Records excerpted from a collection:
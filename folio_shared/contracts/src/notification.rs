/// Presents short, dismissible messages (toasts) to the user.
#[cfg_attr(feature = "mock", mockall::automock)]
pub trait NotificationService: Send + Sync + 'static {
    fn notify(&self, notification: Notification);
}

#[derive(Debug, Clone, PartialEq, Eq)]
pub struct Notification {
    pub title: String,
    pub description: String,
    pub variant: NotificationVariant,
}

#[derive(Debug, Clone, Copy, Default, PartialEq, Eq)]
pub enum NotificationVariant {
    #[default]
    Default,
    /// Reports a failure the user has to act upon.
    Destructive,
}

#[cfg(feature = "mock")]
impl MockNotificationService {
    pub fn with_notify(mut self, notification: Notification) -> Self {
        self.expect_notify()
            .once()
            .with(mockall::predicate::eq(notification))
            .return_const(());
        self
    }
}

WHAT NEEDS TO BE DONE ▸ Each line of the records should be transcribed without change.

ANSWER FOR THE TASK ▸
filename folio_shared/contracts/src/notification.rs
/// Presents short, dismissible messages (toasts) to the user.
#[cfg_attr(feature = "mock", mockall::automock)]
pub trait NotificationService: Send + Sync + 'static {
    fn notify(&self, notification: Notification);
}

#[derive(Debug, Clone, PartialEq, Eq)]
pub struct Notification {
    pub title: String,
    pub description: String,
    pub variant: NotificationVariant,
}

#[derive(Debug, Clone, Copy, Default, PartialEq, Eq)]
pub enum NotificationVariant {
    #[default]
    Default,
    /// Reports a failure the user has to act upon.
    Destructive,
}

#[cfg(feature = "mock")]
impl MockNotificationService {
    pub fn with_notify(mut self, notification: Notification) -> Self {
        self.expect_notify()
            .once()
            .with(mockall::predicate::eq(notification))
            .return_const(());
        self
    }
}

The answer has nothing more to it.